For this exercise, write out each entry below exactly as it reads.

▶ The records:
____________
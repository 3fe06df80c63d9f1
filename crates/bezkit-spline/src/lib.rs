//! BezKit spline model: editable piecewise-cubic Bezier paths.
//!
//! A [`BezierPath`] is an ordered sequence of [`Waypoint`]s, each carrying
//! two control-handle offsets coupled by a [`Continuity`] mode. Segments
//! between consecutive waypoints are cubic Bezier curves, evaluated by
//! [`cubic`] and sampled by fixed-count uniform subdivision.

pub mod cubic;
pub mod path;
pub mod polyline;
pub mod sample;
pub mod waypoint;

pub use cubic::CubicSegment;
pub use path::BezierPath;
pub use sample::{PathSamples, SegmentSamples};
pub use waypoint::{Continuity, Waypoint};
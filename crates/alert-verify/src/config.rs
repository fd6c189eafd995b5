use crate::{RemoteErrorPolicy, Schedule};
use serde::{Deserialize, Serialize};
use std::time::Duration;

/// Configuration of notification verification.
#[derive(Debug, Clone, PartialEq, Eq, Serialize, Deserialize)]
#[serde(deny_unknown_fields)]
pub struct VerifyConfig {
    /// Maximum number of attempts on polled channels. Must be at least one.
    #[serde(
        default = "default_max_attempts",
        deserialize_with = "deserialize_max_attempts"
    )]
    pub max_attempts: u32,
    /// Interval between attempts on polled channels.
    #[serde(default = "default_interval", with = "humantime_serde")]
    pub interval: Duration,
    #[serde(default)]
    pub email: EmailSettings,
    #[serde(default = "ChannelSettings::failing")]
    pub rss: ChannelSettings,
    #[serde(default = "ChannelSettings::absorbing")]
    pub save_to_disk: ChannelSettings,
    #[serde(default)]
    pub event_viewer: EventViewerSettings,
    #[serde(default = "LogWindowSettings::snmp")]
    pub snmp: LogWindowSettings,
    #[serde(default = "LogWindowSettings::scom")]
    pub scom: LogWindowSettings,
}

fn default_max_attempts() -> u32 {
    5
}
fn deserialize_max_attempts<'de, D>(deserializer: D) -> Result<u32, D::Error>
where
    D: serde::Deserializer<'de>,
{
    match u32::deserialize(deserializer)? {
        0 => Err(serde::de::Error::custom("max_attempts must be at least 1")),
        n => Ok(n),
    }
}
fn default_interval() -> Duration {
    Duration::from_secs(30)
}

impl Default for VerifyConfig {
    fn default() -> Self {
        Self {
            max_attempts: default_max_attempts(),
            interval: default_interval(),
            email: EmailSettings::default(),
            rss: ChannelSettings::failing(),
            save_to_disk: ChannelSettings::absorbing(),
            event_viewer: EventViewerSettings::default(),
            snmp: LogWindowSettings::snmp(),
            scom: LogWindowSettings::scom(),
        }
    }
}

impl VerifyConfig {
    /// Schedule of polled channels.
    pub fn schedule(&self) -> Schedule {
        Schedule::new(self.max_attempts, self.interval)
    }
}

#[derive(Debug, Clone, PartialEq, Eq, Serialize, Deserialize)]
#[serde(deny_unknown_fields)]
pub struct ChannelSettings {
    pub remote_errors: RemoteErrorPolicy,
}

impl ChannelSettings {
    fn failing() -> Self {
        Self {
            remote_errors: RemoteErrorPolicy::Fail,
        }
    }
    fn absorbing() -> Self {
        Self {
            remote_errors: RemoteErrorPolicy::Absorb,
        }
    }
}

#[derive(Debug, Clone, PartialEq, Eq, Serialize, Deserialize)]
#[serde(deny_unknown_fields)]
pub struct EmailSettings {
    /// Consider only unread messages.
    #[serde(default = "default_true")]
    pub unread_only: bool,
    #[serde(default = "default_absorb")]
    pub remote_errors: RemoteErrorPolicy,
}

impl Default for EmailSettings {
    fn default() -> Self {
        Self {
            unread_only: true,
            remote_errors: RemoteErrorPolicy::Absorb,
        }
    }
}

#[derive(Debug, Clone, PartialEq, Eq, Serialize, Deserialize)]
#[serde(deny_unknown_fields)]
pub struct EventViewerSettings {
    /// PowerShell command which prints the message of the latest event.
    #[serde(default = "default_event_command")]
    pub command: String,
    #[serde(default = "default_absorb")]
    pub remote_errors: RemoteErrorPolicy,
}

impl Default for EventViewerSettings {
    fn default() -> Self {
        Self {
            command: default_event_command(),
            remote_errors: RemoteErrorPolicy::Absorb,
        }
    }
}

fn default_event_command() -> String {
    "(Get-EventLog -LogName Application -Newest 1).Message".to_string()
}

/// Settings of channels which wait once, then search the trailing lines of
/// a log on the CommServe.
#[derive(Debug, Clone, PartialEq, Eq, Serialize, Deserialize)]
#[serde(deny_unknown_fields)]
pub struct LogWindowSettings {
    #[serde(with = "humantime_serde")]
    pub wait: Duration,
    /// Number of trailing lines to search.
    pub lines: usize,
    pub remote_errors: RemoteErrorPolicy,
}

impl LogWindowSettings {
    fn snmp() -> Self {
        Self {
            wait: Duration::from_secs(60),
            lines: 20,
            remote_errors: RemoteErrorPolicy::Fail,
        }
    }
    fn scom() -> Self {
        Self {
            wait: Duration::from_secs(60),
            lines: 10,
            remote_errors: RemoteErrorPolicy::Absorb,
        }
    }
}

fn default_true() -> bool {
    true
}
fn default_absorb() -> RemoteErrorPolicy {
    RemoteErrorPolicy::Absorb
}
____________
▶ Final answer:
repository 3fe06df80c63d9f1
filename crates/bezkit-spline/src/lib.rs
//! BezKit spline model: editable piecewise-cubic Bezier paths.
//!
//! A [`BezierPath`] is an ordered sequence of [`Waypoint`]s, each carrying
//! two control-handle offsets coupled by a [`Continuity`] mode. Segments
//! between consecutive waypoints are cubic Bezier curves, evaluated by
//! [`cubic`] and sampled by fixed-count uniform subdivision.

pub mod cubic;
pub mod path;
pub mod polyline;
pub mod sample;
pub mod waypoint;

pub use cubic::CubicSegment;
pub use path::BezierPath;
pub use sample::{PathSamples, SegmentSamples};
pub use waypoint::{Continuity, Waypoint};
filename crates/alert-verify/src/config.rs
repository fd6c189eafd995b5
use crate::{RemoteErrorPolicy, Schedule};
use serde::{Deserialize, Serialize};
use std::time::Duration;

/// Configuration of notification verification.
#[derive(Debug, Clone, PartialEq, Eq, Serialize, Deserialize)]
#[serde(deny_unknown_fields)]
pub struct VerifyConfig {
    /// Maximum number of attempts on polled channels. Must be at least one.
    #[serde(
        default = "default_max_attempts",
        deserialize_with = "deserialize_max_attempts"
    )]
    pub max_attempts: u32,
    /// Interval between attempts on polled channels.
    #[serde(default = "default_interval", with = "humantime_serde")]
    pub interval: Duration,
    #[serde(default)]
    pub email: EmailSettings,
    #[serde(default = "ChannelSettings::failing")]
    pub rss: ChannelSettings,
    #[serde(default = "ChannelSettings::absorbing")]
    pub save_to_disk: ChannelSettings,
    #[serde(default)]
    pub event_viewer: EventViewerSettings,
    #[serde(default = "LogWindowSettings::snmp")]
    pub snmp: LogWindowSettings,
    #[serde(default = "LogWindowSettings::scom")]
    pub scom: LogWindowSettings,
}

fn default_max_attempts() -> u32 {
    5
}
fn deserialize_max_attempts<'de, D>(deserializer: D) -> Result<u32, D::Error>
where
    D: serde::Deserializer<'de>,
{
    match u32::deserialize(deserializer)? {
        0 => Err(serde::de::Error::custom("max_attempts must be at least 1")),
        n => Ok(n),
    }
}
fn default_interval() -> Duration {
    Duration::from_secs(30)
}

impl Default for VerifyConfig {
    fn default() -> Self {
        Self {
            max_attempts: default_max_attempts(),
            interval: default_interval(),
            email: EmailSettings::default(),
            rss: ChannelSettings::failing(),
            save_to_disk: ChannelSettings::absorbing(),
            event_viewer: EventViewerSettings::default(),
            snmp: LogWindowSettings::snmp(),
            scom: LogWindowSettings::scom(),
        }
    }
}

impl VerifyConfig {
    /// Schedule of polled channels.
    pub fn schedule(&self) -> Schedule {
        Schedule::new(self.max_attempts, self.interval)
    }
}

#[derive(Debug, Clone, PartialEq, Eq, Serialize, Deserialize)]
#[serde(deny_unknown_fields)]
pub struct ChannelSettings {
    pub remote_errors: RemoteErrorPolicy,
}

impl ChannelSettings {
    fn failing() -> Self {
        Self {
            remote_errors: RemoteErrorPolicy::Fail,
        }
    }
    fn absorbing() -> Self {
        Self {
            remote_errors: RemoteErrorPolicy::Absorb,
        }
    }
}

#[derive(Debug, Clone, PartialEq, Eq, Serialize, Deserialize)]
#[serde(deny_unknown_fields)]
pub struct EmailSettings {
    /// Consider only unread messages.
    #[serde(default = "default_true")]
    pub unread_only: bool,
    #[serde(default = "default_absorb")]
    pub remote_errors: RemoteErrorPolicy,
}

impl Default for EmailSettings {
    fn default() -> Self {
        Self {
            unread_only: true,
            remote_errors: RemoteErrorPolicy::Absorb,
        }
    }
}

#[derive(Debug, Clone, PartialEq, Eq, Serialize, Deserialize)]
#[serde(deny_unknown_fields)]
pub struct EventViewerSettings {
    /// PowerShell command which prints the message of the latest event.
    #[serde(default = "default_event_command")]
    pub command: String,
    #[serde(default = "default_absorb")]
    pub remote_errors: RemoteErrorPolicy,
}

impl Default for EventViewerSettings {
    fn default() -> Self {
        Self {
            command: default_event_command(),
            remote_errors: RemoteErrorPolicy::Absorb,
        }
    }
}

fn default_event_command() -> String {
    "(Get-EventLog -LogName Application -Newest 1).Message".to_string()
}

/// Settings of channels which wait once, then search the trailing lines of
/// a log on the CommServe.
#[derive(Debug, Clone, PartialEq, Eq, Serialize, Deserialize)]
#[serde(deny_unknown_fields)]
pub struct LogWindowSettings {
    #[serde(with = "humantime_serde")]
    pub wait: Duration,
    /// Number of trailing lines to search.
    pub lines: usize,
    pub remote_errors: RemoteErrorPolicy,
}

impl LogWindowSettings {
    fn snmp() -> Self {
        Self {
            wait: Duration::from_secs(60),
            lines: 20,
            remote_errors: RemoteErrorPolicy::Fail,
        }
    }
    fn scom() -> Self {
        Self {
            wait: Duration::from_secs(60),
            lines: 10,
            remote_errors: RemoteErrorPolicy::Absorb,
        }
    }
}

fn default_true() -> bool {
    true
}
fn default_absorb() -> RemoteErrorPolicy {
    RemoteErrorPolicy::Absorb
}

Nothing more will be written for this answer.